• Problem statement:
Show each line of the data below that has the string "derive" in it.
*** Material provided
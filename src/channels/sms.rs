//! SMS channel backed by the Twilio Messages REST API.

use std::sync::Arc;

use async_trait::async_trait;
use chrono::Utc;
use reqwest_middleware::ClientWithMiddleware;
use url::Url;

use crate::{
    channels::{
        error::ChannelError,
        template::{TemplateService, alert_context},
        traits::ChannelSender,
    },
    models::{AlertEvent, AlertPolicy, NotificationMessage, channel::SmsConfig},
};

/// Default SMS text, kept short enough for a single segment in most cases.
const DEFAULT_SMS_BODY: &str =
    "[{{ severity_upper }}] {{ group }}: {{ count }} requests from {{ identifier }}";

/// Sends one text message per configured recipient.
pub struct SmsChannel {
    messages_url: Url,
    account_sid: String,
    auth_token: String,
    from_number: String,
    to_numbers: Vec<String>,
    message: Option<NotificationMessage>,
    client: Arc<ClientWithMiddleware>,
    templates: Arc<TemplateService>,
}

impl SmsChannel {
    /// Creates the channel, resolving the account's Messages endpoint.
    pub fn new(
        config: &SmsConfig,
        client: Arc<ClientWithMiddleware>,
        templates: Arc<TemplateService>,
    ) -> Result<Self, ChannelError> {
        let messages_url = config
            .api_base_url
            .join(&format!("2010-04-01/Accounts/{}/Messages.json", config.account_sid))
            .map_err(|e| ChannelError::ConfigError(format!("Invalid SMS API URL: {e}")))?;
        Ok(Self {
            messages_url,
            account_sid: config.account_sid.clone(),
            auth_token: config.auth_token.clone(),
            from_number: config.from_number.clone(),
            to_numbers: config.to_numbers.clone(),
            message: config.message.clone(),
            client,
            templates,
        })
    }

    async fn send_to(&self, to: &str, body: &str) -> Result<(), ChannelError> {
        let params = [("To", to), ("From", self.from_number.as_str()), ("Body", body)];
        let response = self
            .client
            .post(self.messages_url.clone())
            .basic_auth(&self.account_sid, Some(&self.auth_token))
            .form(&params)
            .send()
            .await?;

        let status = response.status();
        if !status.is_success() {
            return Err(ChannelError::NotifyFailed(format!(
                "SMS request to {to} failed with status: {status}"
            )));
        }
        Ok(())
    }
}

#[async_trait]
impl ChannelSender for SmsChannel {
    async fn send(&self, event: &AlertEvent, policy: &AlertPolicy) -> Result<(), ChannelError> {
        let context = alert_context(event, policy, Utc::now());
        let template = self.message.as_ref().map_or(DEFAULT_SMS_BODY, |m| m.body.as_str());
        let body = self.templates.render(template, &context)?;

        let results =
            futures::future::join_all(self.to_numbers.iter().map(|to| self.send_to(to, &body)))
                .await;

        let mut first_error = None;
        for (to, result) in self.to_numbers.iter().zip(results) {
            if let Err(e) = result {
                tracing::error!(to = %to, error = %e, "Failed to send SMS alert.");
                first_error.get_or_insert(e);
            }
        }
        match first_error {
            Some(e) => Err(e),
            None => {
                tracing::info!(
                    group = %event.group,
                    recipients = self.to_numbers.len(),
                    "SMS alert sent."
                );
                Ok(())
            }
        }
    }
}

#[cfg(test)]
mod tests {
    use mockito::Matcher;

    use super::*;
    use crate::{config::HttpRetryConfig, models::Severity};

    fn config(base: &str, to: &[&str]) -> SmsConfig {
        SmsConfig {
            account_sid: "AC123".into(),
            auth_token: "secret".into(),
            from_number: "+15550000000".into(),
            to_numbers: to.iter().map(|s| s.to_string()).collect(),
            api_base_url: Url::parse(base).unwrap(),
            message: None,
            retry_policy: HttpRetryConfig::default(),
        }
    }

    fn channel(config: &SmsConfig) -> SmsChannel {
        let client =
            Arc::new(reqwest_middleware::ClientBuilder::new(reqwest::Client::new()).build());
        SmsChannel::new(config, client, Arc::new(TemplateService::new())).unwrap()
    }

    #[tokio::test]
    async fn test_sms_sent_to_every_recipient() {
        let mut server = mockito::Server::new_async().await;
        let mock = server
            .mock("POST", "/2010-04-01/Accounts/AC123/Messages.json")
            .match_header("authorization", Matcher::Regex("^Basic ".into()))
            .match_body(Matcher::AllOf(vec![
                Matcher::UrlEncoded("From".into(), "+15550000000".into()),
                Matcher::UrlEncoded(
                    "Body".into(),
                    "[CRITICAL] payments: 12 requests from user-7".into(),
                ),
            ]))
            .with_status(201)
            .expect(2)
            .create_async()
            .await;

        let config = config(&server.url(), &["+15551111111", "+15552222222"]);
        let policy = AlertPolicy::new("payments", Severity::Critical);

        channel(&config).send(&AlertEvent::new("payments", "user-7", 12), &policy).await.unwrap();
        mock.assert_async().await;
    }

    #[tokio::test]
    async fn test_sms_failure_is_reported() {
        let mut server = mockito::Server::new_async().await;
        server
            .mock("POST", "/2010-04-01/Accounts/AC123/Messages.json")
            .with_status(401)
            .create_async()
            .await;

        let config = config(&server.url(), &["+15551111111"]);
        let policy = AlertPolicy::new("payments", Severity::High);

        let result = channel(&config).send(&AlertEvent::new("payments", "user-7", 12), &policy).await;
        assert!(matches!(result, Err(ChannelError::NotifyFailed(_))));
    }
}
//! Redis implementation of [`KeyValueStore`], pooled through `deadpool-redis`.
//!
//! Keys are written as given unless a prefix is configured, in which case
//! they become `{prefix}:{key}`.

use std::time::Duration;

use async_trait::async_trait;
use deadpool_redis::{Config as PoolConfig, Connection, Pool, Runtime};

use crate::persistence::{error::PersistenceError, traits::KeyValueStore};

/// Increments a counter and arms its expiry only when it was just created.
const INCREMENT_SCRIPT: &str = r#"
    local value = redis.call("INCR", KEYS[1])
    if value == 1 then
        redis.call("PEXPIRE", KEYS[1], ARGV[1])
    end
    return value
"#;

/// Connection settings for [`RedisKeyValueStore`].
#[derive(Debug, Clone)]
pub struct RedisStoreConfig {
    /// Redis connection URL (e.g. "redis://localhost:6379").
    pub url: String,
    /// Maximum number of pooled connections.
    pub max_connections: usize,
    /// Optional namespace prepended to every key.
    pub key_prefix: Option<String>,
}

impl RedisStoreConfig {
    /// Creates a configuration for `url` with a pool of 16 connections.
    pub fn new(url: impl Into<String>) -> Self {
        Self { url: url.into(), max_connections: 16, key_prefix: None }
    }

    /// Sets the maximum number of pooled connections.
    pub fn with_max_connections(mut self, max: usize) -> Self {
        self.max_connections = max;
        self
    }

    /// Sets the key namespace.
    pub fn with_key_prefix(mut self, prefix: impl Into<String>) -> Self {
        self.key_prefix = Some(prefix.into());
        self
    }
}

/// A Redis-backed key-value store.
pub struct RedisKeyValueStore {
    pool: Pool,
    config: RedisStoreConfig,
}

impl std::fmt::Debug for RedisKeyValueStore {
    fn fmt(&self, f: &mut std::fmt::Formatter<'_>) -> std::fmt::Result {
        f.debug_struct("RedisKeyValueStore")
            .field("key_prefix", &self.config.key_prefix)
            .field("max_connections", &self.config.max_connections)
            .finish()
    }
}

fn millis(ttl: Duration) -> Result<u64, PersistenceError> {
    match u64::try_from(ttl.as_millis()) {
        Ok(0) => Err(PersistenceError::InvalidInput("expiry must be greater than zero".into())),
        Ok(ms) => Ok(ms),
        Err(_) => Err(PersistenceError::InvalidInput("expiry out of range".into())),
    }
}

impl RedisKeyValueStore {
    /// Builds the pool and verifies connectivity with a `PING`.
    #[tracing::instrument(skip(config), fields(max_connections = config.max_connections), level = "info")]
    pub async fn new(config: RedisStoreConfig) -> Result<Self, PersistenceError> {
        let pool = PoolConfig::from_url(&config.url)
            .builder()
            .map_err(|e| PersistenceError::InvalidInput(format!("Invalid Redis config: {e}")))?
            .max_size(config.max_connections)
            .runtime(Runtime::Tokio1)
            .build()
            .map_err(|e| PersistenceError::ConnectionError(format!("Failed to build pool: {e}")))?;

        let store = Self { pool, config };
        let mut conn = store.conn().await?;
        redis::cmd("PING").query_async::<String>(&mut *conn).await?;
        tracing::info!("Connected to Redis.");
        Ok(store)
    }

    fn full_key(&self, key: &str) -> String {
        match &self.config.key_prefix {
            Some(prefix) => format!("{prefix}:{key}"),
            None => key.to_string(),
        }
    }

    async fn conn(&self) -> Result<Connection, PersistenceError> {
        Ok(self.pool.get().await?)
    }
}

#[async_trait]
impl KeyValueStore for RedisKeyValueStore {
    async fn get(&self, key: &str) -> Result<Option<String>, PersistenceError> {
        let mut conn = self.conn().await?;
        let value = redis::cmd("GET")
            .arg(self.full_key(key))
            .query_async::<Option<String>>(&mut *conn)
            .await?;
        Ok(value)
    }

    async fn set_with_ttl(
        &self,
        key: &str,
        value: &str,
        ttl: Duration,
    ) -> Result<(), PersistenceError> {
        let ms = millis(ttl)?;
        let mut conn = self.conn().await?;
        redis::cmd("PSETEX")
            .arg(self.full_key(key))
            .arg(ms)
            .arg(value)
            .query_async::<()>(&mut *conn)
            .await?;
        Ok(())
    }

    async fn push_front(&self, key: &str, value: &str) -> Result<u64, PersistenceError> {
        let mut conn = self.conn().await?;
        let len = redis::cmd("LPUSH")
            .arg(self.full_key(key))
            .arg(value)
            .query_async::<u64>(&mut *conn)
            .await?;
        Ok(len)
    }

    async fn trim(&self, key: &str, start: i64, stop: i64) -> Result<(), PersistenceError> {
        let mut conn = self.conn().await?;
        redis::cmd("LTRIM")
            .arg(self.full_key(key))
            .arg(start)
            .arg(stop)
            .query_async::<()>(&mut *conn)
            .await?;
        Ok(())
    }

    async fn expire(&self, key: &str, ttl: Duration) -> Result<(), PersistenceError> {
        let ms = millis(ttl)?;
        let mut conn = self.conn().await?;
        redis::cmd("PEXPIRE")
            .arg(self.full_key(key))
            .arg(ms)
            .query_async::<i64>(&mut *conn)
            .await?;
        Ok(())
    }

    async fn range(
        &self,
        key: &str,
        start: i64,
        stop: i64,
    ) -> Result<Vec<String>, PersistenceError> {
        let mut conn = self.conn().await?;
        let values = redis::cmd("LRANGE")
            .arg(self.full_key(key))
            .arg(start)
            .arg(stop)
            .query_async::<Vec<String>>(&mut *conn)
            .await?;
        Ok(values)
    }

    async fn increment(&self, key: &str, ttl: Duration) -> Result<u64, PersistenceError> {
        let ms = millis(ttl)?;
        let mut conn = self.conn().await?;
        let value = redis::Script::new(INCREMENT_SCRIPT)
            .key(self.full_key(key))
            .arg(ms)
            .invoke_async::<u64>(&mut *conn)
            .await?;
        Ok(value)
    }
}
//! Policy CRUD and the [`PolicyStore`] implementation for
//! [`SqlitePolicyStore`].

use std::collections::BTreeSet;

use async_trait::async_trait;
use chrono::Utc;

use crate::{
    models::{AlertPolicy, ChannelKind, Severity},
    persistence::{error::PersistenceError, sqlite::SqlitePolicyStore, traits::PolicyStore},
};

#[derive(sqlx::FromRow)]
struct PolicyRow {
    route_group: String,
    enabled: bool,
    severity: String,
    cooldown_ms: Option<i64>,
    channels: String,
}

impl TryFrom<PolicyRow> for AlertPolicy {
    type Error = PersistenceError;

    fn try_from(row: PolicyRow) -> Result<Self, Self::Error> {
        let severity = row
            .severity
            .parse::<Severity>()
            .map_err(PersistenceError::SerializationError)?;
        let channels: BTreeSet<ChannelKind> = serde_json::from_str(&row.channels)
            .map_err(|e| PersistenceError::SerializationError(e.to_string()))?;
        let cooldown_ms = row
            .cooldown_ms
            .map(|ms| {
                u64::try_from(ms).map_err(|_| {
                    PersistenceError::SerializationError(format!(
                        "negative cooldown for '{}'",
                        row.route_group
                    ))
                })
            })
            .transpose()?;
        Ok(AlertPolicy { route_group: row.route_group, enabled: row.enabled, severity, cooldown_ms, channels })
    }
}

impl SqlitePolicyStore {
    /// Inserts `policy`, replacing any existing policy for the same group.
    #[tracing::instrument(skip(self, policy), fields(route_group = %policy.route_group), level = "debug")]
    pub async fn upsert_policy(&self, policy: &AlertPolicy) -> Result<(), PersistenceError> {
        let channels = serde_json::to_string(&policy.channels)
            .map_err(|e| PersistenceError::SerializationError(e.to_string()))?;
        let cooldown_ms = policy
            .cooldown_ms
            .map(i64::try_from)
            .transpose()
            .map_err(|_| PersistenceError::InvalidInput("cooldown_ms out of range".into()))?;
        let updated_at = Utc::now().to_rfc3339();

        self.execute_query_with_error_handling(
            "upsert policy",
            sqlx::query(
                "INSERT INTO alert_policies (route_group, enabled, severity, cooldown_ms, channels, updated_at) \
                 VALUES (?, ?, ?, ?, ?, ?) \
                 ON CONFLICT(route_group) DO UPDATE SET \
                 enabled = excluded.enabled, severity = excluded.severity, \
                 cooldown_ms = excluded.cooldown_ms, channels = excluded.channels, \
                 updated_at = excluded.updated_at",
            )
            .bind(&policy.route_group)
            .bind(policy.enabled)
            .bind(policy.severity.as_str())
            .bind(cooldown_ms)
            .bind(channels)
            .bind(updated_at)
            .execute(&self.pool),
        )
        .await?;

        tracing::debug!("Policy stored.");
        Ok(())
    }

    /// Deletes the policy for `route_group`.
    #[tracing::instrument(skip(self), level = "debug")]
    pub async fn delete_policy(&self, route_group: &str) -> Result<(), PersistenceError> {
        let result = self
            .execute_query_with_error_handling(
                "delete policy",
                sqlx::query("DELETE FROM alert_policies WHERE route_group = ?")
                    .bind(route_group)
                    .execute(&self.pool),
            )
            .await?;

        if result.rows_affected() == 0 {
            return Err(PersistenceError::NotFound(route_group.to_string()));
        }
        Ok(())
    }

    /// Lists every policy, enabled or not, ordered by group.
    #[tracing::instrument(skip(self), level = "debug")]
    pub async fn list_policies(&self) -> Result<Vec<AlertPolicy>, PersistenceError> {
        let rows = self
            .execute_query_with_error_handling(
                "list policies",
                sqlx::query_as::<_, PolicyRow>(
                    "SELECT route_group, enabled, severity, cooldown_ms, channels \
                     FROM alert_policies ORDER BY route_group",
                )
                .fetch_all(&self.pool),
            )
            .await?;
        rows.into_iter().map(AlertPolicy::try_from).collect()
    }
}

#[async_trait]
impl PolicyStore for SqlitePolicyStore {
    #[tracing::instrument(skip(self), level = "debug")]
    async fn fetch_enabled_policies(&self) -> Result<Vec<AlertPolicy>, PersistenceError> {
        let rows = self
            .execute_query_with_error_handling(
                "fetch enabled policies",
                sqlx::query_as::<_, PolicyRow>(
                    "SELECT route_group, enabled, severity, cooldown_ms, channels \
                     FROM alert_policies WHERE enabled = 1",
                )
                .fetch_all(&self.pool),
            )
            .await?;

        let mut policies = Vec::with_capacity(rows.len());
        for row in rows {
            let route_group = row.route_group.clone();
            match AlertPolicy::try_from(row) {
                Ok(policy) => policies.push(policy),
                Err(e) => {
                    tracing::warn!(route_group, error = %e, "Skipping malformed policy row.")
                }
            }
        }
        Ok(policies)
    }
}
******
• Exercise response:
#[derive(Debug, Clone)]
#[derive(sqlx::FromRow)]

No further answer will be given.